Did the women cry more than the men? Nope. Even though in their daily lives they did.

What were the stated reasons that the therapists cried in sessions? Mainly sadness and “feeling touched.” But also warmth, gratitude, and joy.

What kind of therapist personality cries the most? One who shows more openness, for starters. And to a little extent, more agreeableness and extraversion. But none of these findings were actually that significant, statistically speaking.

What effect does crying have on clients? As they weren’t the ones being surveyed, we don’t really know. But the therapists themselves mostly believed that it didn’t matter one way or the other or that it helped.

Did any of the shrinks think it was harmful?

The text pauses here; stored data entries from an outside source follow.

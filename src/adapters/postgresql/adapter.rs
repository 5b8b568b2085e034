//! PostgreSQL record store
//!
//! Implements [`RecordStore`] on top of [`PostgreSQLClient`]. Every value
//! crosses the wire as text and is cast to its column type by the statement;
//! statements come from [`super::sql`].

use super::client::PostgreSQLClient;
use super::sql::{self, Statement};
use crate::adapters::database::traits::RecordStore;
use crate::domain::{FieldMeta, HattoriError, ModelMeta, ModelRef, Record, RecordQuery, Result};
use async_trait::async_trait;
use std::sync::Arc;
use tokio_postgres::types::ToSql;

fn params(statement: &Statement) -> Vec<&(dyn ToSql + Sync)> {
    statement
        .params
        .iter()
        .map(|p| p as &(dyn ToSql + Sync))
        .collect()
}

fn db_error(context: &str) -> impl Fn(tokio_postgres::Error) -> HattoriError + '_ {
    move |e| HattoriError::Database(format!("{}: {}", context, e))
}

/// PostgreSQL implementation of [`RecordStore`]
pub struct PostgreSQLStore {
    client: Arc<PostgreSQLClient>,
}

impl PostgreSQLStore {
    /// Create a new PostgreSQL store
    pub fn new(client: PostgreSQLClient) -> Self {
        Self {
            client: Arc::new(client),
        }
    }
}

#[async_trait]
impl RecordStore for PostgreSQLStore {
    fn name(&self) -> &str {
        "postgresql"
    }

    async fn describe(&self, model: &ModelRef) -> Result<ModelMeta> {
        let statement = sql::describe(model)?;
        let client = self.client.get_connection().await?;
        let rows = client
            .query(statement.sql.as_str(), &params(&statement))
            .await
            .map_err(db_error("Failed to read column metadata"))?;

        if rows.is_empty() {
            return Err(HattoriError::Database(format!(
                "table '{}' does not exist or has no visible columns",
                model.table()
            )));
        }

        let mut fields = Vec::with_capacity(rows.len());
        for row in rows {
            let name: String = row.try_get(0).map_err(db_error("Invalid column name"))?;
            let max_length: Option<i32> =
                row.try_get(1).map_err(db_error("Invalid column length"))?;
            let type_schema: Option<String> =
                row.try_get(2).map_err(db_error("Invalid column type schema"))?;
            let type_name: Option<String> =
                row.try_get(3).map_err(db_error("Invalid column type"))?;

            let field = match max_length {
                Some(n) if n > 0 => FieldMeta::bounded(name, n as usize),
                _ => FieldMeta::unbounded(name),
            };
            fields.push(match (type_schema, type_name) {
                (Some(schema), Some(type_name)) => {
                    field.with_sql_type(sql::quote_type(&schema, &type_name))
                }
                _ => field,
            });
        }

        tracing::debug!(model = %model, fields = fields.len(), "Described model");
        Ok(ModelMeta::new(model.clone(), fields))
    }

    async fn count(&self, query: &RecordQuery) -> Result<usize> {
        let statement = sql::count(query)?;
        let client = self.client.get_connection().await?;
        let row = client
            .query_one(statement.sql.as_str(), &params(&statement))
            .await
            .map_err(db_error("Count query failed"))?;
        let count: i64 = row.try_get(0).map_err(db_error("Invalid count"))?;
        Ok(count.max(0) as usize)
    }

    async fn fetch_page(
        &self,
        query: &RecordQuery,
        meta: &Arc<ModelMeta>,
        fields: &[String],
        after: Option<&str>,
        limit: usize,
    ) -> Result<Vec<Record>> {
        if limit == 0 {
            return Ok(Vec::new());
        }
        for field in fields {
            meta.field(field)?;
        }

        let statement = sql::fetch_page(query, meta, fields, after, limit)?;
        let client = self.client.get_connection().await?;
        let rows = client
            .query(statement.sql.as_str(), &params(&statement))
            .await
            .map_err(db_error("Page query failed"))?;

        rows.iter()
            .map(|row| -> Result<Record> {
                let pk: String = row.try_get(0).map_err(db_error("Invalid primary key"))?;
                let mut record = Record::new(pk, meta.clone());
                for (index, field) in fields.iter().enumerate() {
                    let value: Option<String> = row
                        .try_get(index + 1)
                        .map_err(db_error("Invalid field value"))?;
                    record = record.with_value(field.as_str(), value);
                }
                Ok(record)
            })
            .collect()
    }

    async fn bulk_update(
        &self,
        meta: &ModelMeta,
        records: &[Record],
        fields: &[String],
        chunk_size: usize,
    ) -> Result<usize> {
        if records.is_empty() || fields.is_empty() {
            return Ok(0);
        }

        let chunk_size = sql::effective_chunk_size(chunk_size, fields.len());
        let mut client = self.client.get_connection().await?;
        let transaction = client
            .transaction()
            .await
            .map_err(db_error("Failed to start transaction"))?;

        let mut written = 0;
        for chunk in records.chunks(chunk_size) {
            let statement = sql::bulk_update(meta, chunk, fields)?;
            let updated = transaction
                .execute(statement.sql.as_str(), &params(&statement))
                .await
                .map_err(db_error("Bulk update failed"))?;
            written += updated as usize;
        }

        transaction
            .commit()
            .await
            .map_err(db_error("Failed to commit bulk update"))?;

        tracing::debug!(
            model = %meta.model(),
            records = records.len(),
            written,
            "Bulk update committed"
        );
        Ok(written)
    }
}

Just less than a percent.

From BPS Research Digest: “Referring to the literature on therapist self-disclosure, the researchers speculated that perhaps therapist crying has a positive impact when the therapist-client relationship is already strong, but can threaten that relationship when it is weak or negative.”

Does anyone reading this have any thoughts about this study about therapists crying? Clients out there? Therapists? Therapists who are also clients?